I haven't read the article you reference, I opened it and shut it. I don't have time to read that nonsense. And it is nonsense. Vivaldi, Verdi, Puccini and Rossini weren't German. Nor was Caltalani, nor Donizetti, nor Scarletti, nor Palestrina, nor Giordano, nor Raspighi. Sibelius wasn't German, nor was Greig, nor Berlioz, nor Bizet, nor Debussy, nor Boulet, nor Ravel, nor Gounod, nor Saint-Saens, Tchaikovsky wasn't German, nor was Aurensky, not Shostakovich, not Scriaben, not Rimsky-Korsakoff, not Rachmaninoff, Chopin wasn't German, nor was Paderewsky, Liszt wasn't German, nor was Dvorak and not Rosetti, nor Smetana, nor Weber, nor Bartok, not Paganinni, not Borodin either, scratch Glinka off the German list as well as Prokofieff and Mussorgsky and Medtner and Stravinsky and nix dat Elgar.

Why didn't your man ask were are all the German composers of Indian music or Chinese music or Hip Hop? Why no German composers of Raggae? Why no Inuit Bob Dylans? Why no female Michael Jackson? Wait, I think I might know one come to think of it. But you get the idea.

Mike Geary
Memphis

----- Original Message ----- From: "Eric Yost" <eyost1132@xxxxxxxxxxxxx>
To: <lit-ideas@xxxxxxxxxxxxx>
Sent: Friday, June 09, 2006 12:22 PM
Subject: [lit-ideas] Why are the greatest composers all German?



At The Valve, Adam Roberts asks, "Why are the greatest composers all German?" He ponders an evolutionary explanation which has provoked many comments.

http://www.thevalve.org/go/valve/article/why_are_the_greatest_composers_all_german/


the various branches of art enjoy long periods of mediocre achievement, punctuated by blazing, tightly-defined (geographically and chronologically) ‘golden ages’, which then go on to dominate the canon or received climate of the art for many subsequent generations.


Why should this be?

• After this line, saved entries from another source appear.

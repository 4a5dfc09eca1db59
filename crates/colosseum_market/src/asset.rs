//! # Asset Ledger Port
//!
//! The fungible-asset collaborator: balances, allowances, transfers. The
//! market pulls stakes with `transfer_from` (bettor must have pre-authorized
//! the house) and pays claims with `transfer` out of the house account.
//! [`MemoryLedger`] is the in-memory reference implementation used by tests
//! and the local runtime.

use std::collections::HashMap;

use colosseum_core::Address;
use thiserror::Error;

/// The book account holding pooled stakes and paying claims.
pub const HOUSE: &str = "colosseum:house";

/// Asset transfer failures. Always a hard abort for the calling operation.
#[derive(Error, Debug, Clone, PartialEq, Eq)]
pub enum AssetError {
    /// Sender balance below the transfer amount.
    #[error("insufficient balance: need {need}, have {have}")]
    InsufficientBalance {
        /// Amount required.
        need: u128,
        /// Amount available.
        have: u128,
    },

    /// Spender allowance below the transfer amount.
    #[error("insufficient allowance: need {need}, have {have}")]
    InsufficientAllowance {
        /// Amount required.
        need: u128,
        /// Amount available.
        have: u128,
    },
}

/// Fungible-asset collaborator contract.
pub trait AssetLedger {
    /// Balance of `owner` in `asset`.
    fn balance_of(&self, asset: &str, owner: &Address) -> u128;

    /// Remaining allowance `owner` has granted `spender` in `asset`.
    fn allowance(&self, asset: &str, owner: &Address, spender: &Address) -> u128;

    /// Moves `amount` from `from` to `to`.
    ///
    /// # Errors
    ///
    /// `AssetError::InsufficientBalance` when `from` cannot cover it.
    fn transfer(
        &mut self,
        asset: &str,
        from: &Address,
        to: &Address,
        amount: u128,
    ) -> Result<(), AssetError>;

    /// Moves `amount` from `from` to `to` on behalf of `spender`, consuming
    /// allowance.
    ///
    /// # Errors
    ///
    /// `AssetError::InsufficientAllowance` or `InsufficientBalance`.
    fn transfer_from(
        &mut self,
        asset: &str,
        spender: &Address,
        from: &Address,
        to: &Address,
        amount: u128,
    ) -> Result<(), AssetError>;
}

/// In-memory reference ledger for tests and the local runtime.
#[derive(Debug, Default, Clone)]
pub struct MemoryLedger {
    balances: HashMap<(String, Address), u128>,
    allowances: HashMap<(String, Address, Address), u128>,
}

impl MemoryLedger {
    /// Creates an empty ledger.
    #[must_use]
    pub fn new() -> Self {
        Self::default()
    }

    /// Credits `owner` with `amount` of `asset` (test fixture).
    pub fn mint(&mut self, asset: &str, owner: &Address, amount: u128) {
        let entry = self
            .balances
            .entry((asset.to_owned(), owner.clone()))
            .or_insert(0);
        *entry = entry.saturating_add(amount);
    }

    /// Sets `spender`'s allowance from `owner` in `asset`.
    pub fn approve(&mut self, asset: &str, owner: &Address, spender: &Address, amount: u128) {
        self.allowances
            .insert((asset.to_owned(), owner.clone(), spender.clone()), amount);
    }

    fn debit(&mut self, asset: &str, owner: &Address, amount: u128) -> Result<(), AssetError> {
        let have = self.balance_of(asset, owner);
        if have < amount {
            return Err(AssetError::InsufficientBalance {
                need: amount,
                have,
            });
        }
        self.balances
            .insert((asset.to_owned(), owner.clone()), have - amount);
        Ok(())
    }

    fn credit(&mut self, asset: &str, owner: &Address, amount: u128) {
        let entry = self
            .balances
            .entry((asset.to_owned(), owner.clone()))
            .or_insert(0);
        *entry = entry.saturating_add(amount);
    }
}

impl AssetLedger for MemoryLedger {
    fn balance_of(&self, asset: &str, owner: &Address) -> u128 {
        self.balances
            .get(&(asset.to_owned(), owner.clone()))
            .copied()
            .unwrap_or(0)
    }

    fn allowance(&self, asset: &str, owner: &Address, spender: &Address) -> u128 {
        self.allowances
            .get(&(asset.to_owned(), owner.clone(), spender.clone()))
            .copied()
            .unwrap_or(0)
    }

    fn transfer(
        &mut self,
        asset: &str,
        from: &Address,
        to: &Address,
        amount: u128,
    ) -> Result<(), AssetError> {
        self.debit(asset, from, amount)?;
        self.credit(asset, to, amount);
        Ok(())
    }

    fn transfer_from(
        &mut self,
        asset: &str,
        spender: &Address,
        from: &Address,
        to: &Address,
        amount: u128,
    ) -> Result<(), AssetError> {
        let allowed = self.allowance(asset, from, spender);
        if allowed < amount {
            return Err(AssetError::InsufficientAllowance {
                need: amount,
                have: allowed,
            });
        }
        self.debit(asset, from, amount)?;
        self.allowances.insert(
            (asset.to_owned(), from.clone(), spender.clone()),
            allowed - amount,
        );
        self.credit(asset, to, amount);
        Ok(())
    }
}

#[cfg(test)]
mod tests {
    use super::*;

    #[test]
    fn test_transfer_from_consumes_allowance() {
        let mut ledger = MemoryLedger::new();
        let alice = Address::new("alice");
        let house = Address::new(HOUSE);
        ledger.mint("IRON", &alice, 1_000);
        ledger.approve("IRON", &alice, &house, 600);

        ledger
            .transfer_from("IRON", &house, &alice, &house, 400)
            .unwrap();
        assert_eq!(ledger.balance_of("IRON", &alice), 600);
        assert_eq!(ledger.balance_of("IRON", &house), 400);
        assert_eq!(ledger.allowance("IRON", &alice, &house), 200);

        assert!(matches!(
            ledger.transfer_from("IRON", &house, &alice, &house, 300),
            Err(AssetError::InsufficientAllowance { .. })
        ));
    }

    #[test]
    fn test_transfer_requires_balance() {
        let mut ledger = MemoryLedger::new();
        let house = Address::new(HOUSE);
        let bob = Address::new("bob");
        assert!(matches!(
            ledger.transfer("IRON", &house, &bob, 1),
            Err(AssetError::InsufficientBalance { .. })
        ));
    }
}
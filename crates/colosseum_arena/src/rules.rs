//! # Battle Rules
//!
//! Tunable constants for turn resolution and progression, loadable from an
//! external TOML file. Defaults reproduce the canonical balance; tests can
//! construct tweaked instances without touching any global.

use serde::{Deserialize, Serialize};

/// Tunable battle and progression constants.
#[derive(Clone, Debug, PartialEq, Eq, Serialize, Deserialize)]
#[serde(default)]
pub struct BattleRules {
    /// Energy regenerated by both sides each turn.
    pub energy_regen: u8,
    /// Energy ceiling.
    pub max_energy: u8,
    /// Energy cost of the class special attack.
    pub special_cost: u8,
    /// Damage multiplier of the class special (basis points).
    pub special_multiplier_bps: u32,
    /// Outgoing damage multiplier for the aggressive stance (basis points).
    pub stance_aggressive_bps: u32,
    /// Outgoing damage multiplier for the defensive stance (basis points).
    pub stance_defensive_bps: u32,
    /// RAGE outgoing-damage bonus (basis points on top of 10000).
    pub rage_bonus_bps: u32,
    /// SHIELD incoming-damage reduction (basis points subtracted from 10000).
    pub shield_reduction_bps: u32,
    /// Combo streak required before the combo bonus applies.
    pub combo_threshold: u8,
    /// Combo damage bonus (basis points on top of 10000).
    pub combo_bonus_bps: u32,
    /// Critical hit multiplier (basis points).
    pub crit_multiplier_bps: u32,
    /// Poison damage per turn as a fraction of max HP (basis points).
    pub poison_bps: u32,
    /// Burn damage per turn as a fraction of max HP (basis points).
    pub burn_bps: u32,
    /// Per-level flat damage bonus applied in the damage formula.
    pub level_damage_step: u64,
    /// Wildcard decision window in seconds.
    pub wildcard_window_secs: u64,
    /// HealingRain heal as a fraction of max HP (basis points).
    pub wildcard_heal_bps: u32,
    /// AdrenalineRush energy grant.
    pub wildcard_energy: u8,
    /// BloodPrice cost as a fraction of max HP (basis points).
    pub wildcard_price_bps: u32,
    /// Seconds of inactivity before a battle can be forfeited.
    pub stall_timeout_secs: u64,
    /// Xp cost of one stat upgrade.
    pub upgrade_cost_xp: u64,
    /// Xp cost of learning a skill.
    pub learn_cost_xp: u64,
    /// Max HP gained per level.
    pub level_hp_bonus: u64,
    /// Damage min/max gained per level.
    pub level_damage_bonus: u64,
    /// Xp granted to the winner at finalize.
    pub xp_win: u64,
    /// Xp granted to the loser at finalize.
    pub xp_loss: u64,
    /// Matchmaking rating swing per finalized battle.
    pub rating_delta: u32,
}

impl Default for BattleRules {
    fn default() -> Self {
        Self {
            energy_regen: 10,
            max_energy: 100,
            special_cost: 30,
            special_multiplier_bps: 15_000,
            stance_aggressive_bps: 12_000,
            stance_defensive_bps: 8_000,
            rage_bonus_bps: 5_000,
            shield_reduction_bps: 3_000,
            combo_threshold: 3,
            combo_bonus_bps: 2_000,
            crit_multiplier_bps: 20_000,
            poison_bps: 500,
            burn_bps: 800,
            level_damage_step: 2,
            wildcard_window_secs: 120,
            wildcard_heal_bps: 1_500,
            wildcard_energy: 25,
            wildcard_price_bps: 1_000,
            stall_timeout_secs: 3_600,
            upgrade_cost_xp: 100,
            learn_cost_xp: 150,
            level_hp_bonus: 5,
            level_damage_bonus: 1,
            xp_win: 60,
            xp_loss: 25,
            rating_delta: 20,
        }
    }
}

#[cfg(test)]
mod tests {
    use super::*;

    #[test]
    fn test_defaults_match_canonical_balance() {
        let rules = BattleRules::default();
        assert_eq!(rules.energy_regen, 10);
        assert_eq!(rules.rage_bonus_bps, 5_000);
        assert_eq!(rules.shield_reduction_bps, 3_000);
        assert_eq!(rules.combo_threshold, 3);
        assert_eq!(rules.poison_bps, 500);
        assert_eq!(rules.burn_bps, 800);
        assert_eq!(rules.upgrade_cost_xp, 100);
    }
}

If artistic ability is distributed evenly amongst the population, as seems likely (so that, let us say, one in two hundred thousands humans has exceptional ability regardless of accident of place or time of birth), we would expect artistic achievement to be spread evenly, throughout time and throughout countries. But this is not what we find. Why not?